Clarion call against fossil fuels

A three-day workshop on the implications of global warming for Kerala, organised by the State Forest Department with the cooperation of several agencies, has recommended that each government department consider it important to include in its policy statement 'global warming and climate change' as a major issue to be tackled in this century.The workshop, which concluded on Wednesday, said that the programmes of each department should be placed in the context of what was happening to the climate and judged with a deep understanding of why and how it was happening and what its repercussions were. The programmes should mitigate the issue and not fuel its flames.

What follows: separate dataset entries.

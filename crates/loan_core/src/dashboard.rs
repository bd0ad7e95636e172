//! Loan overview figures, the documents list and display formatting.

use chrono::NaiveDate;
use serde::{Deserialize, Serialize};

/// Builds a date from literal parts. Invalid parts fall back to the epoch.
pub(crate) fn ymd(year: i32, month: u32, day: u32) -> NaiveDate {
    NaiveDate::from_ymd_opt(year, month, day).unwrap_or_default()
}

#[derive(Debug, Clone, Copy, PartialEq, Eq, Serialize, Deserialize)]
#[serde(rename_all = "snake_case")]
pub enum ApprovalStatus {
    Approved,
    Pending,
    Rejected,
}

impl ApprovalStatus {
    #[must_use]
    pub const fn label(self) -> &'static str {
        match self {
            Self::Approved => "Approved",
            Self::Pending => "Pending",
            Self::Rejected => "Rejected",
        }
    }
}

#[derive(Debug, Clone, PartialEq, Eq, Serialize, Deserialize)]
pub struct LoanStatus {
    pub total: u64,
    pub disbursed: u64,
    pub approval: ApprovalStatus,
    pub start: NaiveDate,
    pub end: NaiveDate,
    pub university: String,
    pub student: String,
}

impl Default for LoanStatus {
    fn default() -> Self {
        Self {
            total: 50_000,
            disbursed: 25_000,
            approval: ApprovalStatus::Approved,
            start: ymd(2023, 1, 1),
            end: ymd(2025, 12, 1),
            university: "Sierra Leone University".to_string(),
            student: "John Doe".to_string(),
        }
    }
}

impl LoanStatus {
    /// Share of the loan disbursed, rounded to a whole percent.
    #[must_use]
    pub fn progress_percentage(&self) -> u8 {
        if self.total == 0 {
            return 0;
        }
        let disbursed = self.disbursed.min(self.total);
        let percent = (u128::from(disbursed) * 100 + u128::from(self.total) / 2) / u128::from(self.total);
        u8::try_from(percent).unwrap_or(100)
    }

    #[must_use]
    pub const fn remaining(&self) -> u64 {
        self.total.saturating_sub(self.disbursed)
    }
}

#[derive(Debug, Clone, PartialEq, Eq, Serialize, Deserialize)]
pub struct LoanSummary {
    pub total_paid: u64,
    pub remaining: u64,
    pub next_payment_date: NaiveDate,
    pub completion: u8,
}

impl Default for LoanSummary {
    fn default() -> Self {
        Self {
            total_paid: 25_000,
            remaining: 25_000,
            next_payment_date: ymd(2023, 6, 15),
            completion: 50,
        }
    }
}

#[derive(Debug, Clone, Copy, PartialEq, Eq, Serialize, Deserialize)]
#[serde(rename_all = "snake_case")]
pub enum DocumentStatus {
    Verified,
    Pending,
    Rejected,
}

impl DocumentStatus {
    #[must_use]
    pub const fn label(self) -> &'static str {
        match self {
            Self::Verified => "Verified",
            Self::Pending => "Pending",
            Self::Rejected => "Rejected",
        }
    }
}

#[derive(Debug, Clone, PartialEq, Eq, Serialize, Deserialize)]
pub struct DocumentRecord {
    pub id: String,
    pub name: String,
    pub kind: String,
    pub size: String,
    pub uploaded: NaiveDate,
    pub status: DocumentStatus,
}

/// Documents already on file for the signed-in borrower.
#[must_use]
pub fn uploaded_documents() -> Vec<DocumentRecord> {
    [
        ("Admission Letter", "PDF", "1.2 MB", 10, DocumentStatus::Verified),
        ("ID Card", "JPG", "0.8 MB", 10, DocumentStatus::Verified),
        ("Income Statement", "PDF", "2.1 MB", 15, DocumentStatus::Pending),
        ("University Fee Structure", "PDF", "1.5 MB", 20, DocumentStatus::Verified),
        ("Proof of Residence", "PDF", "0.9 MB", 25, DocumentStatus::Rejected),
    ]
    .into_iter()
    .enumerate()
    .map(|(index, (name, kind, size, day, status))| DocumentRecord {
        id: (index + 1).to_string(),
        name: name.to_string(),
        kind: kind.to_string(),
        size: size.to_string(),
        uploaded: ymd(2023, 5, day),
        status,
    })
    .collect()
}

/// `25000` becomes `"Le 25,000"`.
#[must_use]
pub fn format_leones(amount: u64) -> String {
    let digits = amount.to_string();
    let mut grouped = String::with_capacity(digits.len() + digits.len() / 3);
    for (index, digit) in digits.chars().enumerate() {
        if index > 0 && (digits.len() - index) % 3 == 0 {
            grouped.push(',');
        }
        grouped.push(digit);
    }
    format!("Le {grouped}")
}

/// `2023-05-15` becomes `"May 15, 2023"`.
#[must_use]
pub fn format_date(date: NaiveDate) -> String {
    date.format("%B %-d, %Y").to_string()
}

/// `2023-01-01` becomes `"Jan 2023"`.
#[must_use]
pub fn format_month(date: NaiveDate) -> String {
    date.format("%b %Y").to_string()
}

#[cfg(test)]
mod tests {
    use super::*;

    #[test]
    fn progress_is_rounded_and_safe() {
        let mut status = LoanStatus::default();
        assert_eq!(status.progress_percentage(), 50);
        assert_eq!(status.remaining(), 25_000);

        status.disbursed = 1;
        status.total = 3;
        assert_eq!(status.progress_percentage(), 33);
        status.disbursed = 2;
        assert_eq!(status.progress_percentage(), 67);

        status.total = 0;
        assert_eq!(status.progress_percentage(), 0);
        assert_eq!(status.remaining(), 0);

        status.total = 10;
        status.disbursed = 40;
        assert_eq!(status.progress_percentage(), 100);
    }

    #[test]
    fn leones_are_grouped_by_thousands() {
        assert_eq!(format_leones(0), "Le 0");
        assert_eq!(format_leones(250), "Le 250");
        assert_eq!(format_leones(25_000), "Le 25,000");
        assert_eq!(format_leones(10_000_000), "Le 10,000,000");
    }

    #[test]
    fn dates_render_in_long_form() {
        assert_eq!(format_date(ymd(2023, 5, 15)), "May 15, 2023");
        assert_eq!(format_date(ymd(2023, 6, 5)), "June 5, 2023");
        assert_eq!(format_month(LoanStatus::default().end), "Dec 2025");
    }

    #[test]
    fn documents_on_file() {
        let documents = uploaded_documents();
        assert_eq!(documents.len(), 5);
        assert_eq!(documents[4].status, DocumentStatus::Rejected);
        assert_eq!(documents[2].uploaded, ymd(2023, 5, 15));
    }
}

Governor R.S. Gavai inaugurated the workshop's valedictory function with Forest Minister Benoy Viswom on the chair. Addressing the workshop, eminent public cause campaigner Vandana Shiva said it was time to wake up. Man was putting more burden on the earth than the earth could bear, more poison into the atmosphere than it was possible for nature's carbon cycle to heal. The delicate balance of the earth, the sun, the rains and the winds that had evolved over time was being upset by man's greed in a "fossil-driven economy." Oceans were warming up, ocean currents were shifting and winds were blowing in new directions. Climate extremes of the types visiting the globe these days were but mere portents of the dangerous days to come. Dr. Vandana Shiva said the solutions were obvious: go back to the basics. The solutions were easier for a country like India than the developed countries to implement, although it was a global issue that no single country alone could answer. Eighty per cent of the Indian population were outside the "fossil-driven economy." The solutions could be easier for India if it could withstand the pull of the other 20 per cent, she said.Mr. Viswom said the State was looking deeply into what it could do at its level to combat the dangers of global warming and, perhaps, inspire other States also to think seriously of measures to mitigate the danger.Principal Chief Conservator of Forests T.M. Manoharan presented a list of 20 recommendations the workshop had generated through deliberations in which experts and policy makers from different parts of the country attended.